What Blockchain Technologists Should Know About Voting Theory

Voting is an essential element of blockchain systems. From simple consensus to hard forks, voting mechanisms are present in every aspect of the lifecycle of a blockchain application. Consensus is a term that most blockchain technologists associate with voting dynamics. Technically, consensus algorithms are programmable representations of a not-very-well-known area of computer science known as voting theory which focuses on algorithmizing decision making. Understanding some of the principles of voting theory might help to better comprehend the plethora of consensus algorithms that we are seeing these days.

Conceptually, there are different constituents that are allowed to vote in a blockchain system depending of its protocol architecture. Miners(Bitcoin, Ethereum), master-node owners(Dash), Validators(EOS), etc. are some of the parties with voting rights in different blockchain systems. The types of decisions entrusted on those parties is highly dependent on the nature of the underlying blockchain.

In the blockchain world voting is present everywhere. Low-level protocols such as proof-of-work(PoW) need to decide the validity of a transaction while new trends like security tokens are concerned with higher-level voting dynamics to influence the underlying assets of a crypto-security. The votes in a blockchain system can have very diverse objectives from the production of money(minting) to changes in the consensus protocol itself.

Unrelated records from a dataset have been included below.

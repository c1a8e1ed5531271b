//! Filter predicates shared by the SQL repository and in-memory callers.

use chrono::{Days, NaiveDate, NaiveDateTime, NaiveTime};

use crate::query::criteria::FilterCriteria;

/// Abstract view of a list row as seen by the filter pipeline.
pub trait Filterable {
    /// Text fields searched by the free-text term, OR-ed together.
    fn search_fields(&self) -> Vec<&str>;
    fn province(&self) -> Option<&str>;
    fn category_id(&self) -> Option<i32>;
    /// Entity-specific "type" dimension.
    fn kind(&self) -> String;
    /// The numeric field range filters apply to.
    fn amount(&self) -> i32;
    fn created_at(&self) -> NaiveDateTime;
}

/// Half-open timestamp interval `[start, end)`. Either side may be open.
#[derive(Debug, Clone, Copy, Default, PartialEq, Eq)]
pub struct DateRange {
    pub start: Option<NaiveDateTime>,
    pub end: Option<NaiveDateTime>,
}

impl DateRange {
    pub fn new(start: Option<NaiveDateTime>, end: Option<NaiveDateTime>) -> Self {
        match (start, end) {
            (Some(s), Some(e)) if s > e => Self {
                start: Some(e),
                end: Some(s),
            },
            _ => Self { start, end },
        }
    }

    /// Converts inclusive calendar days into `[from 00:00, to + 1 day 00:00)`.
    pub fn from_days(from: Option<NaiveDate>, to: Option<NaiveDate>) -> Self {
        let (from, to) = match (from, to) {
            (Some(f), Some(t)) if f > t => (Some(t), Some(f)),
            other => other,
        };

        Self {
            start: from.map(start_of_day),
            end: to.map(|day| start_of_day(day.checked_add_days(Days::new(1)).unwrap_or(day))),
        }
    }

    pub fn is_open(&self) -> bool {
        self.start.is_none() && self.end.is_none()
    }

    pub fn contains(&self, ts: NaiveDateTime) -> bool {
        self.start.is_none_or(|start| ts >= start) && self.end.is_none_or(|end| ts < end)
    }
}

pub(crate) fn start_of_day(day: NaiveDate) -> NaiveDateTime {
    day.and_time(NaiveTime::MIN)
}

/// Inclusive numeric interval. Either side may be open.
#[derive(Debug, Clone, Copy, Default, PartialEq, Eq)]
pub struct NumericRange {
    pub min: Option<i32>,
    pub max: Option<i32>,
}

impl NumericRange {
    pub fn new(min: Option<i32>, max: Option<i32>) -> Self {
        match (min, max) {
            (Some(lo), Some(hi)) if lo > hi => Self {
                min: Some(hi),
                max: Some(lo),
            },
            _ => Self { min, max },
        }
    }

    pub fn is_open(&self) -> bool {
        self.min.is_none() && self.max.is_none()
    }

    pub fn contains(&self, value: i32) -> bool {
        self.min.is_none_or(|min| value >= min) && self.max.is_none_or(|max| value <= max)
    }
}

/// Normalized filter: every empty field means "no restriction".
#[derive(Debug, Clone, Default, PartialEq, Eq)]
pub struct Predicate {
    /// Trimmed, non-empty search term.
    pub search: Option<String>,
    pub provinces: Vec<String>,
    pub category_ids: Vec<i32>,
    pub kinds: Vec<String>,
    pub created: DateRange,
    pub amount: NumericRange,
}

impl Predicate {
    pub fn from_criteria(criteria: &FilterCriteria) -> Self {
        Self {
            search: criteria
                .search
                .as_deref()
                .map(str::trim)
                .filter(|term| !term.is_empty())
                .map(str::to_string),
            provinces: clean_labels(&criteria.provinces),
            category_ids: {
                let mut ids: Vec<i32> = criteria
                    .category_ids
                    .iter()
                    .copied()
                    .filter(|id| *id > 0)
                    .collect();
                ids.sort_unstable();
                ids.dedup();
                ids
            },
            kinds: clean_labels(&criteria.kinds),
            created: DateRange::from_days(criteria.date_from, criteria.date_to),
            amount: NumericRange::new(criteria.min, criteria.max),
        }
    }

    pub fn is_open(&self) -> bool {
        self.search.is_none()
            && self.provinces.is_empty()
            && self.category_ids.is_empty()
            && self.kinds.is_empty()
            && self.created.is_open()
            && self.amount.is_open()
    }

    /// Lower-cased needles for the search term. A locally written phone
    /// number adds its national digits so it matches the stored E.164 form.
    pub fn search_needles(&self) -> Vec<String> {
        let Some(term) = &self.search else {
            return Vec::new();
        };
        let mut needles = vec![term.to_lowercase()];
        if let Some(digits) = national_phone_digits(term) {
            needles.push(digits);
        }
        needles
    }

    /// Evaluates the predicate against an in-memory record.
    pub fn matches<R: Filterable + ?Sized>(&self, record: &R) -> bool {
        let needles = self.search_needles();
        if !needles.is_empty() {
            let fields: Vec<String> = record
                .search_fields()
                .iter()
                .map(|field| field.to_lowercase())
                .collect();
            if !fields
                .iter()
                .any(|field| needles.iter().any(|needle| field.contains(needle.as_str())))
            {
                return false;
            }
        }

        if !self.provinces.is_empty()
            && !record
                .province()
                .is_some_and(|p| self.provinces.iter().any(|wanted| wanted == p))
        {
            return false;
        }

        if !self.category_ids.is_empty()
            && !record
                .category_id()
                .is_some_and(|id| self.category_ids.contains(&id))
        {
            return false;
        }

        if !self.kinds.is_empty() && !self.kinds.contains(&record.kind()) {
            return false;
        }

        self.created.contains(record.created_at()) && self.amount.contains(record.amount())
    }
}

/// Trims, drops blanks and de-duplicates while keeping first-seen order.
fn clean_labels(values: &[String]) -> Vec<String> {
    let mut cleaned: Vec<String> = Vec::with_capacity(values.len());
    for value in values.iter().map(|v| v.trim()).filter(|v| !v.is_empty()) {
        if !cleaned.iter().any(|seen| seen == value) {
            cleaned.push(value.to_string());
        }
    }
    cleaned
}

/// `081-234 5678` → `812345678`. Only terms made of digits and common
/// separators with a leading trunk `0` qualify.
pub fn national_phone_digits(term: &str) -> Option<String> {
    let compact: String = term
        .chars()
        .filter(|ch| !matches!(ch, ' ' | '-' | '.' | '(' | ')'))
        .collect();
    let digits = compact.strip_prefix('0')?;
    if digits.is_empty() || !digits.chars().all(|ch| ch.is_ascii_digit()) {
        return None;
    }
    Some(digits.to_string())
}

/// Builds a `LIKE` pattern for a substring match, escaping wildcards with `\`.
pub fn like_pattern(term: &str) -> String {
    let mut pattern = String::with_capacity(term.len() + 2);
    pattern.push('%');
    for ch in term.chars() {
        if matches!(ch, '%' | '_' | '\\') {
            pattern.push('\\');
        }
        pattern.push(ch);
    }
    pattern.push('%');
    pattern
}

#[cfg(test)]
mod tests {
    use super::*;
    use proptest::prelude::*;

    #[derive(Debug, Clone)]
    struct Row {
        name: String,
        phone: String,
        province: Option<String>,
        category_id: Option<i32>,
        kind: String,
        amount: i32,
        created_at: NaiveDateTime,
    }

    impl Filterable for Row {
        fn search_fields(&self) -> Vec<&str> {
            vec![self.name.as_str(), self.phone.as_str()]
        }

        fn province(&self) -> Option<&str> {
            self.province.as_deref()
        }

        fn category_id(&self) -> Option<i32> {
            self.category_id
        }

        fn kind(&self) -> String {
            self.kind.clone()
        }

        fn amount(&self) -> i32 {
            self.amount
        }

        fn created_at(&self) -> NaiveDateTime {
            self.created_at
        }
    }

    fn day(y: i32, m: u32, d: u32) -> NaiveDate {
        NaiveDate::from_ymd_opt(y, m, d).unwrap()
    }

    fn row(name: &str, phone: &str) -> Row {
        Row {
            name: name.to_string(),
            phone: phone.to_string(),
            province: Some("ลำปาง".to_string()),
            category_id: Some(2),
            kind: "FullLent".to_string(),
            amount: 30,
            created_at: start_of_day(day(2025, 7, 10)),
        }
    }

    fn arb_row() -> impl Strategy<Value = Row> {
        (
            "[a-zA-Zก-ฮ ]{0,12}",
            "[0-9+]{0,12}",
            proptest::option::of("[ก-ฮ]{1,6}"),
            proptest::option::of(1i32..10),
            "[A-Za-z]{1,8}",
            -5i32..200,
            0i64..4_000_000_000,
        )
            .prop_map(
                |(name, phone, province, category_id, kind, amount, secs)| Row {
                    name,
                    phone,
                    province,
                    category_id,
                    kind,
                    amount,
                    created_at: chrono::DateTime::from_timestamp(secs, 0)
                        .unwrap()
                        .naive_utc(),
                },
            )
    }

    #[test]
    fn blank_criteria_are_open() {
        let criteria = FilterCriteria {
            search: Some("   ".to_string()),
            provinces: vec![" ".to_string()],
            kinds: vec![String::new()],
            ..FilterCriteria::default()
        };
        assert!(Predicate::from_criteria(&criteria).is_open());
    }

    #[test]
    fn search_is_case_insensitive_across_fields() {
        let predicate = Predicate::from_criteria(&FilterCriteria {
            search: Some("SOMCHAI".to_string()),
            ..FilterCriteria::default()
        });
        assert!(predicate.matches(&row("somchai jaidee", "0811111111")));
        assert!(!predicate.matches(&row("malee", "0811111111")));

        let by_phone = Predicate::from_criteria(&FilterCriteria {
            search: Some("1111".to_string()),
            ..FilterCriteria::default()
        });
        assert!(by_phone.matches(&row("malee", "0811111111")));
    }

    #[test]
    fn search_folds_non_ascii_case() {
        let predicate = Predicate::from_criteria(&FilterCriteria {
            search: Some("émile".to_string()),
            ..FilterCriteria::default()
        });
        assert!(predicate.matches(&row("Émile Dupont", "0811111111")));
    }

    #[test]
    fn local_phone_format_matches_stored_e164() {
        let predicate = Predicate::from_criteria(&FilterCriteria {
            search: Some("081-234 5678".to_string()),
            ..FilterCriteria::default()
        });
        assert!(predicate.matches(&row("malee", "+66812345678")));
        assert!(!predicate.matches(&row("malee", "+66899999999")));
    }

    #[test]
    fn national_digits_need_a_trunk_prefix() {
        assert_eq!(national_phone_digits("0812345678").as_deref(), Some("812345678"));
        assert_eq!(national_phone_digits("(081) 234.5678").as_deref(), Some("812345678"));
        assert_eq!(national_phone_digits("812345678"), None);
        assert_eq!(national_phone_digits("0"), None);
        assert_eq!(national_phone_digits("0สมชาย"), None);
    }

    #[test]
    fn categorical_filters_are_and_across_dimensions() {
        let r = row("a", "1");
        let both = Predicate::from_criteria(&FilterCriteria {
            provinces: vec!["ลำปาง".to_string()],
            category_ids: vec![2],
            ..FilterCriteria::default()
        });
        assert!(both.matches(&r));

        let wrong_category = Predicate::from_criteria(&FilterCriteria {
            provinces: vec!["ลำปาง".to_string()],
            category_ids: vec![3],
            ..FilterCriteria::default()
        });
        assert!(!wrong_category.matches(&r));

        let either_province = Predicate::from_criteria(&FilterCriteria {
            provinces: vec!["น่าน".to_string(), "ลำปาง".to_string()],
            ..FilterCriteria::default()
        });
        assert!(either_province.matches(&r));
    }

    #[test]
    fn province_filter_excludes_missing_province() {
        let mut r = row("a", "1");
        r.province = None;
        let predicate = Predicate::from_criteria(&FilterCriteria {
            provinces: vec!["ลำปาง".to_string()],
            ..FilterCriteria::default()
        });
        assert!(!predicate.matches(&r));
    }

    #[test]
    fn date_range_is_half_open_over_whole_days() {
        let range = DateRange::from_days(Some(day(2025, 7, 1)), Some(day(2025, 7, 31)));
        assert_eq!(range.start, Some(start_of_day(day(2025, 7, 1))));
        assert_eq!(range.end, Some(start_of_day(day(2025, 8, 1))));
        assert!(range.contains(day(2025, 7, 31).and_hms_opt(23, 59, 59).unwrap()));
        assert!(!range.contains(start_of_day(day(2025, 8, 1))));
        assert!(range.contains(start_of_day(day(2025, 7, 1))));
    }

    #[test]
    fn reversed_ranges_are_swapped() {
        let range = DateRange::from_days(Some(day(2025, 8, 1)), Some(day(2025, 7, 1)));
        assert_eq!(range.start, Some(start_of_day(day(2025, 7, 1))));
        assert_eq!(range.end, Some(start_of_day(day(2025, 8, 2))));

        let numbers = NumericRange::new(Some(60), Some(18));
        assert_eq!(numbers, NumericRange::new(Some(18), Some(60)));
        assert!(numbers.contains(18));
        assert!(numbers.contains(60));
        assert!(!numbers.contains(61));
    }

    #[test]
    fn like_pattern_escapes_wildcards() {
        assert_eq!(like_pattern("50%_off\\"), "%50\\%\\_off\\\\%");
        assert_eq!(like_pattern("สมชาย"), "%สมชาย%");
    }

    proptest! {
        #[test]
        fn empty_criteria_match_everything(rows in prop::collection::vec(arb_row(), 0..30)) {
            let predicate = Predicate::from_criteria(&FilterCriteria::default());
            prop_assert!(rows.iter().all(|r| predicate.matches(r)));
        }

        #[test]
        fn any_matching_field_satisfies_search(r in arb_row(), pick_phone in any::<bool>(), start in 0usize..4) {
            let field = if pick_phone { &r.phone } else { &r.name };
            let chars: Vec<char> = field.chars().collect();
            prop_assume!(!chars.is_empty());
            let start = start.min(chars.len() - 1);
            let term: String = chars[start..].iter().collect();
            prop_assume!(!term.trim().is_empty());

            let predicate = Predicate::from_criteria(&FilterCriteria {
                search: Some(term),
                ..FilterCriteria::default()
            });
            prop_assert!(predicate.matches(&r));
        }
    }
}
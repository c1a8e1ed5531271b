//! Dashboard summary: totals, category breakdowns and trends computed from
//! grouped queries over the whole data set.

use chrono::{Days, NaiveDate};

use crate::aggregation::{
    Period, daily_series, image_completeness, merge_counts, merge_sums, monthly_series,
    percentages, top_n, yearly_series,
};
use crate::dto::dashboard::{
    DashboardPageData, DashboardSummary, TOP_PROVINCES, TREND_DAYS, TREND_MONTHS, TREND_YEARS,
    first_trend_year, trend_start,
};
use crate::query::DateRange;
use crate::repository::{OrganizationGroup, OrganizationReader, SignupGroup, SignupReader};
use crate::services::ServiceResult;

/// Shown instead of the charts when the data source is unavailable.
pub const DASHBOARD_UNAVAILABLE: &str = "ไม่สามารถโหลดข้อมูลแดชบอร์ดได้ กรุณาลองใหม่อีกครั้ง";

/// Builds the dashboard for `today`. Never fails: when any query fails the
/// error is logged and a zeroed summary is returned with a message.
pub fn load_dashboard<R>(repo: &R, today: NaiveDate) -> DashboardPageData
where
    R: SignupReader + OrganizationReader + ?Sized,
{
    match build_summary(repo, today) {
        Ok(summary) => DashboardPageData {
            summary,
            error: None,
        },
        Err(e) => {
            log::error!("Failed to build dashboard: {e}");
            DashboardPageData {
                summary: DashboardSummary::zeroed(today),
                error: Some(DASHBOARD_UNAVAILABLE.to_string()),
            }
        }
    }
}

fn average(total: i64, count: u64) -> f64 {
    if count == 0 {
        return 0.0;
    }
    (total as f64 / count as f64 * 10.0).round() / 10.0
}

fn build_summary<R>(repo: &R, today: NaiveDate) -> ServiceResult<DashboardSummary>
where
    R: SignupReader + OrganizationReader + ?Sized,
{
    let (total_signups, age_total) = repo.signup_age_totals()?;

    let signups_by_province = top_n(
        merge_counts(repo.count_signups_by(SignupGroup::Province)?),
        TOP_PROVINCES,
    );
    let signups_by_category = merge_counts(repo.count_signups_by(SignupGroup::Category)?);
    let pledge_types = percentages(
        &merge_counts(repo.count_signups_by(SignupGroup::PledgeType)?),
        total_signups,
    );

    let organizations_by_type =
        merge_counts(repo.count_organizations_by(OrganizationGroup::OrganizationType)?);
    let total_organizations = organizations_by_type.iter().map(|b| b.count).sum();
    let organizations_by_category =
        merge_counts(repo.count_organizations_by(OrganizationGroup::Category)?);

    let participants = merge_sums(repo.sum_participants_by_province()?);
    let total_participants = participants.iter().map(|b| b.total).sum();

    let first_month = trend_start(today);
    let monthly = repo.count_signups_per_period(
        Period::Month,
        DateRange::from_days(Some(first_month), Some(today)),
    )?;
    let first_day = today
        .checked_sub_days(Days::new(u64::from(TREND_DAYS - 1)))
        .unwrap_or(today);
    let daily = repo.count_signups_per_period(
        Period::Day,
        DateRange::from_days(Some(first_day), Some(today)),
    )?;
    let first_year = first_trend_year(today);
    let yearly = repo.count_signups_per_period(
        Period::Year,
        DateRange::from_days(NaiveDate::from_ymd_opt(first_year, 1, 1), Some(today)),
    )?;

    Ok(DashboardSummary {
        total_signups,
        total_organizations,
        total_participants,
        average_age: average(age_total, total_signups),
        signups_by_province,
        signups_by_category,
        pledge_types,
        organizations_by_type,
        organizations_by_category,
        participants_by_province: top_n(participants, TOP_PROVINCES),
        monthly_signups: monthly_series(monthly, first_month, TREND_MONTHS),
        daily_signups: daily_series(daily, today, TREND_DAYS),
        yearly_signups: yearly_series(yearly, first_year, TREND_YEARS),
        image_completeness: image_completeness(&repo.count_organizations_by_images()?),
    })
}

#[cfg(test)]
mod average_tests {
    use super::average;

    #[test]
    fn average_is_rounded_to_one_decimal() {
        assert_eq!(average(0, 0), 0.0);
        assert_eq!(average(100, 3), 33.3);
        assert_eq!(average(90, 2), 45.0);
    }
}

#[cfg(all(test, feature = "test-mocks"))]
mod tests {
    use super::*;
    use crate::aggregation::UNKNOWN_LABEL;
    use crate::repository::errors::RepositoryError;
    use crate::repository::mock::MockRepository;

    fn today() -> NaiveDate {
        NaiveDate::from_ymd_opt(2025, 8, 15).unwrap()
    }

    fn populated_repo() -> MockRepository {
        let mut repo = MockRepository::new();
        repo.expect_signup_age_totals().returning(|| Ok((4, 150)));
        repo.expect_count_signups_by().returning(|group| {
            Ok(match group {
                SignupGroup::Province => vec![
                    (Some("ตาก".to_string()), 1),
                    (None, 1),
                    (Some("น่าน".to_string()), 2),
                ],
                SignupGroup::Category => vec![(Some("วัด".to_string()), 4)],
                SignupGroup::PledgeType => vec![
                    (Some("งดตลอดพรรษา".to_string()), 3),
                    (Some("ลดการดื่ม".to_string()), 1),
                ],
            })
        });
        repo.expect_count_organizations_by().returning(|group| {
            Ok(match group {
                OrganizationGroup::OrganizationType => vec![(Some("school".to_string()), 2)],
                _ => vec![(None, 2)],
            })
        });
        repo.expect_sum_participants_by_province()
            .returning(|| Ok(vec![(Some("ตาก".to_string()), 40), (None, 10)]));
        repo.expect_count_signups_per_period()
            .returning(|period, created| {
                let first_day = created.start.map(|start| start.date());
                let end = created.end.map(|end| end.date());
                assert_eq!(end, NaiveDate::from_ymd_opt(2025, 8, 16));
                Ok(match period {
                    Period::Month => {
                        assert_eq!(first_day, NaiveDate::from_ymd_opt(2024, 9, 1));
                        vec![("2025-08".to_string(), 1), ("2024-09".to_string(), 2)]
                    }
                    Period::Day => {
                        assert_eq!(first_day, NaiveDate::from_ymd_opt(2025, 7, 17));
                        vec![("2025-08-14".to_string(), 1)]
                    }
                    Period::Year => {
                        assert_eq!(first_day, NaiveDate::from_ymd_opt(2021, 1, 1));
                        vec![("2024".to_string(), 2), ("2025".to_string(), 3)]
                    }
                })
            });
        repo.expect_count_organizations_by_images()
            .returning(|| Ok(vec![(4, 1), (0, 1)]));
        repo
    }

    #[test]
    fn summary_is_built_from_grouped_queries() {
        let data = load_dashboard(&populated_repo(), today());
        assert!(data.error.is_none());

        let summary = data.summary;
        assert_eq!(summary.total_signups, 4);
        assert_eq!(summary.average_age, 37.5);
        assert_eq!(summary.total_organizations, 2);
        assert_eq!(summary.total_participants, 50);
        assert_eq!(summary.signups_by_province[0].label, "น่าน");
        assert_eq!(summary.signups_by_province[2].label, UNKNOWN_LABEL);
        assert_eq!(summary.pledge_types[0].percent, 75);
        assert_eq!(summary.pledge_types[1].percent, 25);
        assert_eq!(summary.monthly_signups.last().map(|b| b.count), Some(1));
        assert_eq!(summary.monthly_signups[0].count, 2);
        assert_eq!(summary.daily_signups[28].count, 1);
        let yearly: Vec<u64> = summary.yearly_signups.iter().map(|b| b.count).collect();
        assert_eq!(yearly, vec![0, 0, 0, 2, 3]);
        assert_eq!(summary.image_completeness[0].percent, 50);
    }

    #[test]
    fn failing_source_yields_zeroed_summary() {
        let mut repo = MockRepository::new();
        repo.expect_signup_age_totals()
            .returning(|| Err(RepositoryError::ConnectionError("down".into())));

        let data = load_dashboard(&repo, today());
        assert_eq!(data.error.as_deref(), Some(DASHBOARD_UNAVAILABLE));
        assert_eq!(data.summary, DashboardSummary::zeroed(today()));
    }
}
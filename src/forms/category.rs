use serde::Deserialize;
use validator::Validate;

use crate::domain::category::NewCategory;
use crate::domain::types::CategoryName;
use crate::forms::FormError;

#[derive(Debug, Deserialize, Validate)]
/// Form data for creating or renaming a category.
pub struct CategoryForm {
    #[validate(length(min = 1, max = 100))]
    pub name: String,
}

impl TryFrom<CategoryForm> for NewCategory {
    type Error = FormError;

    fn try_from(form: CategoryForm) -> Result<Self, Self::Error> {
        form.validate()?;
        let name = CategoryName::new(form.name).map_err(|_| FormError::InvalidName)?;
        Ok(NewCategory::new(name))
    }
}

Fundamentally, voting decisions in blockchain consensus can be grouped in the following categories:

· Decide between 2 competing proposals: Do we want to extend the size of the Bitcoin block or not?

· Decide between n competing proposals: The Tezos model in which you can have n possible code changes that can be implemented for a specific problem.

· Decide the value of a parameter: How many tokens to issue in an token offering?

· Elect a group of nodes to perform an action: The DFINITY model to delegate voting onto a specific set of nodes.

· Finding the right answer among infinite possibilities: What should be the size of a Bitcoin block? What should be the value of this token?

In principle, a general purpose blockchain system should be able to provide a mechanism for solving all of those types of decisions.

Voting Theory

Voting theory is the area of computer science that provides the foundation for designing voting systems. There are two desired properties that should be present in any voting model:

  1. Robust to Candidates: The voting result is not affected by candidates entering or leaving the race (unless they win).
  2. Robust to Voters: The voters are not rewarded for exaggerating their vote.

There are different voting methods that have evolved over the years attempting to preserve those two properties. To illustrate some of those voting methods lets imagine a scenario in which voters represented by a vector V (v1,v2, …vn) need to decide among candidates/options represented by C (c1,c2,…cm). A voting rule r will take as input a vector of votes produced by the voters and produced either a winner or an aggregate ranking of the candidate/options: r({V}) ?{C}. If we extrapolate this to the blockchain world, the nature of the consensus algorithm is determined by the characteristics of the voting rule. There are different voting rule methods that have been implemented everywhere from computer systems to democratic elections.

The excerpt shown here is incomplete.